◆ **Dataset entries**
//! Error type for image assembly

use std::path::PathBuf;
use std::{io, result};
use thiserror::Error;

/// Error type for image assembly.
///
/// Every variant is build-fatal: the partial artifact is discarded and
/// nothing appears under the final output name.
#[derive(Debug, Error)]
pub enum Error {
    /// Underlying cause of error is I/O related
    #[error("I/O error: {0}")]
    IoError(#[from] io::Error),

    /// A source ROM's on-disk length no longer matches the length recorded
    /// when it was allocated.
    #[error("{} is {actual} bytes on disk but {expected} bytes were allocated", .path.display())]
    SourceSizeMismatch {
        path: PathBuf,
        expected: u64,
        actual: u64,
    },

    /// Writing a bank's content would cross the bank boundary.
    #[error("bank {bank} content ({written} bytes) exceeds its {capacity} byte capacity")]
    BankOverflow {
        bank: usize,
        written: u64,
        capacity: u64,
    },

    /// The finished image is not exactly the chip's capacity.
    #[error("assembled {actual} bytes, expected exactly {expected}")]
    ImageLength { expected: u64, actual: u64 },
}

impl From<Error> for io::Error {
    fn from(err: Error) -> io::Error {
        match err {
            Error::IoError(e) => e,
            _ => io::Error::new(io::ErrorKind::Other, format!("{}", err)),
        }
    }
}

pub type Result<T> = result::Result<T, Error>;
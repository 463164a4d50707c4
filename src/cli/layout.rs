//! CLI command: layout

use crate::cli::common::{collect_candidates, report_outcomes, resolve_build_config};
use crate::plan::MenuVariant;
use crate::project::Build;
use crate::{alloc, plan};
use std::path::Path;
use std::{fs, io};

/// Print the bank map a build would produce, without writing an image.
///
/// Only the bootstrap's length is needed for planning, so the blob itself is
/// never read.
pub fn layout(target: &Build, base: &Path) -> io::Result<()> {
    let (chip, variant, bootstrap_path) = resolve_build_config(target)?;
    let bootstrap_size = fs::metadata(bootstrap_path.to_path(base))?.len();
    let profile = plan::plan(chip, variant, bootstrap_size)?;

    let candidates = collect_candidates(target, base)?;
    let allocation = alloc::allocate(&profile, &candidates);

    report_outcomes(&candidates, &allocation);

    println!(
        "{} chip, {}: {} banks of {} bytes",
        profile.chip().friendly_name(),
        profile.variant().friendly_name(),
        profile.banks().len(),
        profile.bank_size()
    );

    let mut offset = 0u64;

    for bank in allocation.placement().banks() {
        println!("bank {} at {:#08x}:", bank.index(), offset);

        if bank.index() == 0 {
            println!("  {:>8} bytes  {}", bootstrap_size, bootstrap_path);
        }

        for rom in bank.roms() {
            println!("  {:>8} bytes  {}", rom.size(), rom.name());
        }

        println!("  {:>8} bytes  free", bank.free());

        // The scratch region sits at the tail of the bank, after any free
        // space game content could still claim.
        if bank.index() != 0 && bank.reserved() > 0 && profile.variant() == MenuVariant::DynamicMulti
        {
            println!("  {:>8} bytes  erase/scratch region (zero)", bank.reserved());
        }

        offset += profile.bank_size();
    }

    Ok(())
}
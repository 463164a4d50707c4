//! Assembly of the final cartridge image.
//!
//! The assembler turns a plan and a placement into the output byte
//! sequence: bootstrap blob first, then each bank's ROMs back to back, with
//! `0x00` padding to every bank boundary. Reserved scratch regions receive
//! no content but are still emitted as zero bytes, so the image is always
//! exactly the chip's capacity.

mod error;


pub use error::{Error, Result};

use crate::alloc::{Placement, RomFile};
use crate::plan::ChipProfile;
use std::io::{self, Read, Write};
use std::path::{Path, PathBuf};
use std::{ffi, fs};

const PAD_CHUNK: usize = 4096;

/// Write the assembled image to `sink`, returning the bytes written.
///
/// The total is checked against `profile.total_size()` before returning;
/// any shortfall or overrun is an error, never a silently misshapen image.
pub fn assemble_into<W: Write>(
    profile: &ChipProfile,
    placement: &Placement,
    bootstrap: &[u8],
    sink: &mut W,
) -> Result<u64> {
    let bank_size = profile.bank_size();
    let mut written = 0u64;

    for bank in placement.banks() {
        let mut bank_used = 0u64;

        if bank.index() == 0 {
            if bootstrap.len() as u64 > bank_size {
                return Err(Error::BankOverflow {
                    bank: 0,
                    written: bootstrap.len() as u64,
                    capacity: bank_size,
                });
            }

            sink.write_all(bootstrap)?;
            bank_used += bootstrap.len() as u64;
        }

        for rom in bank.roms() {
            if bank_used + rom.size() > bank_size {
                return Err(Error::BankOverflow {
                    bank: bank.index(),
                    written: bank_used + rom.size(),
                    capacity: bank_size,
                });
            }

            copy_rom(rom, sink)?;
            bank_used += rom.size();
        }

        pad_zero(sink, bank_size - bank_used)?;
        written += bank_size;
    }

    if written != profile.total_size() {
        return Err(Error::ImageLength {
            expected: profile.total_size(),
            actual: written,
        });
    }

    Ok(written)
}

/// Assemble the image into a temporary sibling of `out_path` and rename it
/// into place once complete.
///
/// On any failure the temporary file is removed and nothing appears under
/// the final name; a half-written image is indistinguishable from a valid
/// one by eye, so it must never be left behind.
pub fn build_image(
    profile: &ChipProfile,
    placement: &Placement,
    bootstrap: &[u8],
    out_path: &Path,
) -> Result<u64> {
    let tmp_path = tmp_sibling(out_path);

    let committed = write_image(profile, placement, bootstrap, &tmp_path).and_then(|len| {
        fs::rename(&tmp_path, out_path)?;

        Ok(len)
    });

    if committed.is_err() {
        let _ = fs::remove_file(&tmp_path);
    }

    committed
}

fn write_image(
    profile: &ChipProfile,
    placement: &Placement,
    bootstrap: &[u8],
    path: &Path,
) -> Result<u64> {
    let file = fs::File::create(path)?;
    let mut sink = io::BufWriter::new(file);
    let len = assemble_into(profile, placement, bootstrap, &mut sink)?;

    sink.flush()?;

    Ok(len)
}

fn tmp_sibling(out_path: &Path) -> PathBuf {
    let mut name = out_path
        .file_name()
        .map(ffi::OsStr::to_os_string)
        .unwrap_or_default();
    name.push(".tmp");

    out_path.with_file_name(name)
}

/// Copy one ROM's bytes to the sink, holding the file open only for the
/// duration of the copy.
fn copy_rom<W: Write>(rom: &RomFile, sink: &mut W) -> Result<()> {
    let file = fs::File::open(rom.path())?;
    let actual = file.metadata()?.len();

    if actual != rom.size() {
        return Err(Error::SourceSizeMismatch {
            path: rom.path().to_path_buf(),
            expected: rom.size(),
            actual,
        });
    }

    // Never read past the recorded length, even if the file grows mid-copy.
    let copied = io::copy(&mut file.take(rom.size()), sink)?;

    if copied != rom.size() {
        return Err(Error::SourceSizeMismatch {
            path: rom.path().to_path_buf(),
            expected: rom.size(),
            actual: copied,
        });
    }

    Ok(())
}

fn pad_zero<W: Write>(sink: &mut W, count: u64) -> Result<()> {
    let zeroes = [0u8; PAD_CHUNK];
    let mut remaining = count;

    while remaining > 0 {
        let chunk = remaining.min(PAD_CHUNK as u64) as usize;
        sink.write_all(&zeroes[..chunk])?;
        remaining -= chunk as u64;
    }

    Ok(())
}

◆ **Aim of the exercise**
The response must consist solely of the lines from the first line of the entries through the line containing "the bank boundary.", repeated exactly.

◆ **Task result**
//! Error type for image assembly

use std::path::PathBuf;
use std::{io, result};
use thiserror::Error;

/// Error type for image assembly.
///
/// Every variant is build-fatal: the partial artifact is discarded and
/// nothing appears under the final output name.
#[derive(Debug, Error)]
pub enum Error {
    /// Underlying cause of error is I/O related
    #[error("I/O error: {0}")]
    IoError(#[from] io::Error),

    /// A source ROM's on-disk length no longer matches the length recorded
    /// when it was allocated.
    #[error("{} is {actual} bytes on disk but {expected} bytes were allocated", .path.display())]
    SourceSizeMismatch {
        path: PathBuf,
        expected: u64,
        actual: u64,
    },

    /// Writing a bank's content would cross the bank boundary.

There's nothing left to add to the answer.